The defense, as I recall, put on not much of a defense at all. It didn’t help that the defendant looked menacing, acted menacing, and appeared to be bored with the entire process.

Behind the scenes, juries are a group of strangers, often reluctant to talk to each other, and it was very apparent that unless someone stepped up and took the lead, we were never going to proceed with the case. No one wanted to be in charge, so I spoke up, and before I knew it, the other 11 people present had elected me foreman.

Being a jury foreman is really nothing special. It just means that you get to fill out the forms and present the verdict to the baliff. As far as what goes on in the jury room, it’s like herding a bunch of cats, or looking after a bunch of toddlers in a large room where a basket full of butterflies has just been released.

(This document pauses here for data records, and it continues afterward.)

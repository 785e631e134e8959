//! Pipeline components: portion sizing, run-until strategies, the two-queue manager and the
//! driver loop.

pub mod driver;
pub mod poller;
pub mod portions;
pub mod queue_manager;
pub mod run_until;
pub mod status;
pub mod subtask_config;

pub use driver::{DataLoad, DataLoadSummary, RunningTotals};
pub use poller::OrgCountPoller;
pub use portions::PortionGenerator;
pub use queue_manager::{QueueManager, QueueManagerConfig, data_loader_new_directory_name};
pub use run_until::{RunUntil, determine_run_until};
pub use status::UploadStatus;
pub use subtask_config::SubtaskConfigurator;
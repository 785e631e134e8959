//! Minimal keychain handed to workers.
//!
//! Workers get a frozen org connection, so the only service they may ask for is the connected
//! app. Anything else means the subtask expects more than the worker was given.

use crate::ConnectedApp;
use crate::errors::PipelineError;

pub const CONNECTED_APP_SERVICE: &str = "connected_app";

#[derive(Clone, Debug, Default)]
pub struct WorkerKeychain {
    connected_app: Option<ConnectedApp>,
}

impl WorkerKeychain {
    pub fn new(connected_app: Option<ConnectedApp>) -> Self {
        Self { connected_app }
    }

    pub fn get_service(&self, name: &str) -> Result<&ConnectedApp, PipelineError> {
        match (name, &self.connected_app) {
            (CONNECTED_APP_SERVICE, Some(app)) => Ok(app),
            _ => Err(PipelineError::ServiceNotConfigured(name.to_string())),
        }
    }
}
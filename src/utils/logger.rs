use colored::Colorize;
use env_logger::Builder;
use log::Level;
use std::io::Write;

pub fn setup_logging(verbose: bool) {
    use log::LevelFilter;

    let level = if verbose {
        log::LevelFilter::Debug
    } else {
        log::LevelFilter::Info
    };

    let result = Builder::from_default_env()
        .filter_level(LevelFilter::Warn) // Default: only warnings from dependencies
        .filter_module(env!("CARGO_PKG_NAME"), level) // Our crate: use requested level
        .format(|buf, record| {
            let name = env!("CARGO_PKG_NAME");
            let line = match record.level() {
                Level::Error | Level::Warn => {
                    let level_str = match record.level() {
                        Level::Warn => "WARN".yellow(),
                        _ => "ERROR".red(),
                    };
                    let path = record.target().to_string().white();
                    format!("[{} {} {}] {}", name.cyan(), level_str, path, record.args())
                }
                _ => format!("[{}] {}", name.cyan(), record.args()),
            };
            writeln!(buf, "{}", line)
        })
        .try_init();
    // A second init (library caller already set a logger) is not an error for us.
    if result.is_err() {
        log::debug!("logger already initialized");
    }
}
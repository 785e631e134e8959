//! Load mapping: which job-database table goes to which org object, in load order.

use anyhow::{Context, Result};
use serde::{Deserialize, Serialize};
use std::collections::BTreeMap;
use std::path::Path;

use crate::tasks::recipe::{FieldValue, Recipe, field_value};

#[derive(Clone, Debug, PartialEq, Eq, Serialize, Deserialize)]
pub struct MappingStep {
    pub sobject: String,
    pub table: String,
    /// Plain fields, copied as-is.
    pub fields: Vec<String>,
    /// Lookup field -> target object. Values are local ids resolved through `<target>_sf_ids`.
    #[serde(default)]
    pub lookups: BTreeMap<String, String>,
}

impl MappingStep {
    pub fn name(&self) -> String {
        format!("Insert {}", self.sobject)
    }

    /// Every column of the step: fields then lookups.
    pub fn columns(&self) -> Vec<String> {
        self.fields
            .iter()
            .chain(self.lookups.keys())
            .cloned()
            .collect()
    }
}

#[derive(Clone, Debug, Default, PartialEq, Eq, Serialize, Deserialize)]
pub struct Mapping {
    pub steps: Vec<MappingStep>,
}

impl Mapping {
    /// One step per object, in recipe order. Fields of repeated object entries are merged.
    pub fn from_recipe(recipe: &Recipe) -> Self {
        let mut steps: Vec<MappingStep> = Vec::new();
        for name in recipe.object_names() {
            let mut step = MappingStep {
                sobject: name.to_string(),
                table: name.to_string(),
                fields: Vec::new(),
                lookups: BTreeMap::new(),
            };
            for obj in recipe.objects.iter().filter(|o| o.name == name) {
                for (field, raw) in &obj.fields {
                    match field_value(raw) {
                        FieldValue::Reference(target) => {
                            step.lookups.insert(field.clone(), target.to_string());
                        }
                        FieldValue::Template(_) => {
                            if !step.fields.contains(field) {
                                step.fields.push(field.clone());
                            }
                        }
                    }
                }
            }
            steps.push(step);
        }
        Self { steps }
    }

    pub fn load(path: &Path) -> Result<Self> {
        let text = std::fs::read_to_string(path)
            .with_context(|| format!("read mapping {}", path.display()))?;
        serde_json::from_str(&text).with_context(|| format!("parse mapping {}", path.display()))
    }

    pub fn save(&self, path: &Path) -> Result<()> {
        let text = serde_json::to_string_pretty(self)?;
        std::fs::write(path, text).with_context(|| format!("write mapping {}", path.display()))
    }
}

My second tour of duty as a jurist was not too long after I arrived in Colorado. I got summoned to a local county court, and ended up being selected for a jury to try a man trying to get out of a DUI charge.

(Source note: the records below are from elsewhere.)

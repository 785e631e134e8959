//! Background org count poller. The driver reads the latest count without blocking.

use anyhow::{Result, anyhow};
use crossbeam_channel::{Receiver, RecvTimeoutError, Sender, bounded, unbounded};
use log::debug;
use std::thread::JoinHandle;
use std::time::Duration;

use crate::OrgConnection;
use crate::org::connect;

pub struct OrgCountPoller {
    counts_rx: Receiver<Result<u64>>,
    stop_tx: Option<Sender<()>>,
    handle: Option<JoinHandle<()>>,
    latest: Option<u64>,
}

impl OrgCountPoller {
    /// Count `sobject` in `org` now and then every `interval`. The thread exits after the first
    /// failed poll.
    pub fn spawn(org: OrgConnection, sobject: String, interval: Duration) -> Result<Self> {
        let (counts_tx, counts_rx) = unbounded();
        let (stop_tx, stop_rx) = bounded::<()>(1);
        let handle = std::thread::Builder::new()
            .name("org-count-poller".to_string())
            .spawn(move || poll_loop(&org, &sobject, interval, &counts_tx, &stop_rx))?;
        Ok(Self {
            counts_rx,
            stop_tx: Some(stop_tx),
            handle: Some(handle),
            latest: None,
        })
    }

    /// Newest count received so far. A poll error is returned once and is fatal to the caller.
    pub fn latest(&mut self) -> Result<Option<u64>> {
        while let Ok(msg) = self.counts_rx.try_recv() {
            self.latest = Some(msg?);
        }
        Ok(self.latest)
    }

    pub fn stop(&mut self) {
        // Dropping the sender wakes the poller.
        self.stop_tx.take();
        if let Some(handle) = self.handle.take()
            && handle.join().is_err()
        {
            debug!("org count poller panicked");
        }
    }
}

impl Drop for OrgCountPoller {
    fn drop(&mut self) {
        self.stop();
    }
}

fn poll_loop(
    org: &OrgConnection,
    sobject: &str,
    interval: Duration,
    counts_tx: &Sender<Result<u64>>,
    stop_rx: &Receiver<()>,
) {
    let client = match connect(org) {
        Ok(client) => client,
        Err(e) => {
            let _ = counts_tx.send(Err(e.context("connect to org for record counts")));
            return;
        }
    };
    loop {
        let count = client
            .count_records(sobject)
            .map_err(|e| anyhow!("Could not count {sobject} records in the org: {e:#}"));
        let failed = count.is_err();
        if counts_tx.send(count).is_err() || failed {
            return;
        }
        match stop_rx.recv_timeout(interval) {
            Err(RecvTimeoutError::Timeout) => continue,
            _ => return,
        }
    }
}
use clap::{Args, Parser, Subcommand};
use std::collections::BTreeMap;
use std::path::PathBuf;

use crate::errors::PipelineError;

struct DefaultArgs;

impl DefaultArgs {
    pub const ORG_NAME: &'static str = "default";
}

/// Generate record sets from a recipe in parallel and load them into an org.
#[derive(Clone, Parser)]
#[command(name = "snowqueue")]
#[command(about = "Generate data with worker pools and load it through directory-backed queues.")]
pub struct Cli {
    #[command(subcommand)]
    pub command: Commands,
}

#[derive(Clone, Subcommand)]
pub enum Commands {
    /// Run a data load.
    Run(RunArgs),
    /// Run one job from a worker config on stdin (used by process workers).
    #[command(hide = true)]
    Worker,
}

#[derive(Clone, Args)]
pub struct RunArgs {
    /// Recipe file (TOML) describing the records to generate.
    #[arg(long, short = 'r')]
    pub recipe: PathBuf,

    /// SQLite file standing in for the target org. Created if missing.
    #[arg(long)]
    pub org: PathBuf,

    /// Name of the org in logs.
    #[arg(long, default_value = DefaultArgs::ORG_NAME)]
    pub org_name: String,

    /// Refuse to create objects or fields in the org.
    #[arg(long, num_args = 0..=1, default_missing_value = "true", value_parser = clap::value_parser!(bool))]
    pub strict_schema: Option<bool>,

    /// Run the recipe <count> times, no matter what is already in the org.
    #[arg(long, value_name = "COUNT")]
    pub run_until_recipe_repeated: Option<String>,

    /// <sobject>:<count>. Stop once this run has loaded <count> <sobject> records.
    #[arg(long, value_name = "SOBJECT:COUNT")]
    pub run_until_records_loaded: Option<String>,

    /// <sobject>:<count>. Stop once the org holds <count> <sobject> records.
    #[arg(long, value_name = "SOBJECT:COUNT")]
    pub run_until_records_in_org: Option<String>,

    /// Path for working files. Must not exist yet. Default: a temporary directory.
    #[arg(long, short = 'w')]
    pub working_directory: Option<PathBuf>,

    /// Keep the temporary working directory after the run.
    #[arg(long, num_args = 0..=1, default_missing_value = "true", value_parser = clap::value_parser!(bool))]
    pub debug: Option<bool>,

    /// Data generating workers. Default: number of physical cores.
    #[arg(long, short = 'p')]
    pub num_processes: Option<usize>,

    /// Loading workers. Default: four per generating worker.
    #[arg(long)]
    pub num_loaders: Option<usize>,

    /// Serial or Parallel. Serial runs one generator and one loader.
    #[arg(long)]
    pub bulk_mode: Option<String>,

    /// Continue loading after row errors.
    #[arg(long, num_args = 0..=1, default_missing_value = "true", value_parser = clap::value_parser!(bool))]
    pub ignore_row_errors: Option<bool>,

    /// Skip objects and fields missing from the org instead of failing.
    #[arg(long, num_args = 0..=1, default_missing_value = "true", value_parser = clap::value_parser!(bool))]
    pub drop_missing_schema: Option<bool>,

    /// Failed portions tolerated before the run aborts.
    #[arg(long)]
    pub error_threshold: Option<usize>,

    /// Recipe variables: VAR1:foo,VAR2:bar
    #[arg(long)]
    pub recipe_options: Option<String>,

    /// How generator workers run: thread or process.
    #[arg(long)]
    pub spawn: Option<String>,

    /// Verbose output and a progress bar.
    #[arg(long, short = 'v', num_args = 0..=1, default_missing_value = "true", value_parser = clap::value_parser!(bool))]
    pub verbose: Option<bool>,
}

/// Parse `k1:v1,k2:v2` (or `k=v`) into a map.
pub fn parse_pairs(s: &str) -> Result<BTreeMap<String, String>, PipelineError> {
    let mut out = BTreeMap::new();
    for pair in s.split(',').map(str::trim).filter(|p| !p.is_empty()) {
        let Some((key, value)) = pair.split_once([':', '=']) else {
            return Err(PipelineError::options(format!(
                "Var:value pair not correct. Must be in the format var:value, got `{pair}`"
            )));
        };
        out.insert(key.trim().to_string(), value.trim().to_string());
    }
    Ok(out)
}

I don’t know why people think they can escape a DUI these days. You get tested on a machine that has been calibrated sixty ways from Sunday, by people who get recertified every 90 days or so on how to use said machine. If you are driving drunk and get stopped by a cop and charged, you might as well just accept your penalty and move on. The cases are always iron clad, and most of the rest of us who have to serve on the juries that you ask for have little tolerance for drunk drivers. We’ve seen too many news reports about what happens when the worst of you aren’t lucky enough to get stopped before you kill a family.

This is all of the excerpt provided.